In summary, none of the available methods for mutation sequencing in tumor DNA is 100% reliable, and it is therefore important to be critical about sequencing data published. In fact, to prevent ambiguous results, each mutation should be checked formally by an independent method such as differential hybridization or OLA. When extremely high or low mutational frequencies are reported, the data should be interpreted with caution, in particular when independent confirmation was not included.
Suitability of p53 Mutations as a Molecular Marker.
There are a number of criteria determining whether a molecular marker is reliable (30): (a) the molecular marker should be specific for tumor cells such that it correctly distinguishes between normal cells and tumor cells; (b) to qualify as a clonal marker, a genetic alteration should precede or occur at the stage of invasive cancer and be preserved during tumor progression and metastasis; and (c) the marker has to be broadly applicable, i.e., the marker must be present in a large part of the study population. It has been firmly established by numerous studies that mutations in the p53 gene meets the first criterion,including HNSCC. The position in the genetic progression model of HNSCC supports its suitability as molecular tumor marker (8, 17, 31).

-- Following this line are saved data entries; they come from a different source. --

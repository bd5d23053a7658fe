// In: src/config.rs

//! The single source of truth for ese-core's fixed strings and runtime settings.
//!
//! The literals returned across the host boundary live here as named constants
//! so no call site repeats them. `LoggingConfig` is built once at the boundary
//! (from Python keyword arguments or a JSON document) and passed down by
//! reference.

use std::str::FromStr;

use log::LevelFilter;
use serde::{Deserialize, Serialize};

use crate::error::EseError;

//==================================================================================
// I. Boundary Constants
//==================================================================================

/// Returned verbatim by `hello()`.
pub const GREETING: &str = "Hello from ESE Rust Core! High-Performance Module Active.";

/// The `status` field of every successful analysis.
pub const STATUS_PROCESSED: &str = "processed_in_rust_native";

/// Message carried by the `InvalidArgument` error.
pub const INVALID_ARGUMENT_MESSAGE: &str = "String expected";

//==================================================================================
// II. Logging Configuration
//==================================================================================

/// Settings for the optional `env_logger` backend.
#[derive(Serialize, Deserialize, Debug, Clone, PartialEq, Eq)]
#[serde(default)]
pub struct LoggingConfig {
    /// One of `off`, `error`, `warn`, `info`, `debug`, `trace` (case-insensitive).
    pub level: String,
    /// Append log lines to this file instead of stderr.
    #[serde(skip_serializing_if = "Option::is_none")]
    pub log_file: Option<String>,
}

impl Default for LoggingConfig {
    fn default() -> Self {
        Self {
            level: "info".to_string(),
            log_file: None,
        }
    }
}

impl LoggingConfig {
    /// Parses `level` into a `log::LevelFilter`.
    pub fn level_filter(&self) -> Result<LevelFilter, EseError> {
        LevelFilter::from_str(self.level.trim()).map_err(|_| {
            EseError::InvalidConfig(format!(
                "Unknown log level '{}'. Must be one of off, error, warn, info, debug, trace.",
                self.level
            ))
        })
    }
}

#[cfg(test)]
mod tests {
    use super::*;

    #[test]
    fn test_default_logging_config() {
        let config = LoggingConfig::default();
        assert_eq!(config.level_filter().unwrap(), LevelFilter::Info);
        assert!(config.log_file.is_none());
    }

    #[test]
    fn test_level_is_case_insensitive() {
        let config = LoggingConfig {
            level: " DEBUG ".to_string(),
            log_file: None,
        };
        assert_eq!(config.level_filter().unwrap(), LevelFilter::Debug);
    }

    #[test]
    fn test_unknown_level_is_rejected() {
        let config = LoggingConfig {
            level: "chatty".to_string(),
            log_file: None,
        };
        let err = config.level_filter().unwrap_err();
        assert!(matches!(err, EseError::InvalidConfig(_)));
        assert!(err.to_string().contains("chatty"));
    }

    #[test]
    fn test_partial_json_uses_defaults() {
        let config: LoggingConfig = serde_json::from_str(r#"{"log_file": "ese.log"}"#).unwrap();
        assert_eq!(config.level, "info");
        assert_eq!(config.log_file.as_deref(), Some("ese.log"));
    }

    #[test]
    fn test_status_and_greeting_are_distinct_literals() {
        assert_ne!(GREETING, STATUS_PROCESSED);
        assert!(!STATUS_PROCESSED.contains(char::is_whitespace));
    }
}
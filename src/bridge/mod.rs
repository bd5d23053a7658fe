// In: src/bridge/mod.rs

// ====================================================================================
// ARCHITECTURAL OVERVIEW: The Bridge Layer
// ====================================================================================
//
// The `bridge` is the public-facing API of ese-core. It sits between the pure
// `kernels` and whatever host runtime is calling in.
//
// Data Flow (analyzeText):
//
//   1. [Host Adapter (ffi::python / JsonBoundary)] -> Receives host arguments
//         |
//         `-> TextBoundary::decode -> String (or InvalidArgument)
//
//   2. [Stateless API (analyze_text)]               -> Receives `&str`
//         |
//         `-> kernels::word_count::count_words -> AnalysisResult
//
//   3. [Host Adapter]                               -> TextBoundary::encode -> host record
//
// ====================================================================================
pub mod boundary;
pub mod format;
pub mod stateless_api;

pub use boundary::{JsonBoundary, TextBoundary};
pub use format::AnalysisResult;
pub use stateless_api::{analyze_text, analyze_with, hello};
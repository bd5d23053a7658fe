//! This file is the root of the `ese_core` Rust crate.
//!
//! Its responsibilities are strictly limited to:
//! 1.  Declaring the top-level modules of the library.
//! 2.  Defining the `#[pymodule]` which acts as the entry point when the
//!     compiled library is imported into Python.

//==================================================================================
// 0. Constants
//==================================================================================
/// The crate version, automatically set from Cargo.toml at compile time.
pub const VERSION: &str = env!("CARGO_PKG_VERSION");
//==================================================================================
// 1. Module Declarations
//==================================================================================
#[macro_use]
mod observability; // Make macros available throughout the crate

pub mod bridge;
pub mod config;
pub mod error;
pub mod ffi;
pub mod kernels;

pub use observability::init_logging;

//==================================================================================
// 2. Python Module Definition
//==================================================================================
use pyo3::exceptions::PyTypeError;
use pyo3::prelude::*;

/// The `ese_core` Python module.
#[pymodule]
fn ese_core(m: &Bound<'_, PyModule>) -> PyResult<()> {
    m.add_function(wrap_pyfunction!(ffi::hello_py, m)?)?;
    m.add_function(wrap_pyfunction!(ffi::analyze_text_py, m)?)?;
    // --- snake_case alias for Python callers ---
    m.add("analyze_text", m.getattr("analyzeText")?)?;

    // --- Expose the argument error type by name ---
    m.add("InvalidArgument", m.py().get_type_bound::<PyTypeError>())?;

    // --- Expose version string as a module attribute ---
    m.add("__version__", VERSION)?;

    m.add_function(wrap_pyfunction!(ffi::enable_verbose_logging_py, m)?)?;

    Ok(())
}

The suitability of p53 mutations as a clonal marker (usually determined by mutation screening of lymph node metastases) is being debated, and literature on this issue yields conflicting data. In a number of studies, the clonal stability of p53 mutations in HNSCC tumor progression was confirmed (32, 33), whereas in other studies, it could not be demonstrated (34, 35, 36);reported values ranged from 100% concordance (32) to a mere 25% concordance (36). We compared known p53mutations of 14 HNSCC tumors, detected by direct radioactive cycle sequencing and confirmed by plaque assay, with the p53mutations of 18 matched LNM. In all cases, concordant mutations were found between the tumor and the LNM. In addition, DNA of LNM of four HNSCC patients whose primary tumors lacked a p53mutation were analyzed, and no additional mutations were found in these lymph nodes.3These findings support the idea that p53 is closely associated with tumor progression: p53 mutations develop before LNM and are maintained during clonal outgrowth.
Intriguingly, a recent report by Offner et al.(37) questioned the value of mutated p53 as a target for diagnosis and treatment; they found that p53 gene mutations are not required for early dissemination of various tumors. The authors compared the p53 status of primary and cultured micrometastatic tumor cells obtained from bone marrow aspirates of 46 patients with epithelial tumors and concluded that disseminated tumor cells do not necessarily harbor p53 mutations. However, it should be noted that these conclusions were based on 10 SV40-transformed cell lines derived from disseminated carcinoma cells and not on manifest metastases. Moreover, no data on HNSCC were available, and the various tumor types might differ considerably. Larger studies combining data from disseminated cells and manifest metastases might elucidate this issue further.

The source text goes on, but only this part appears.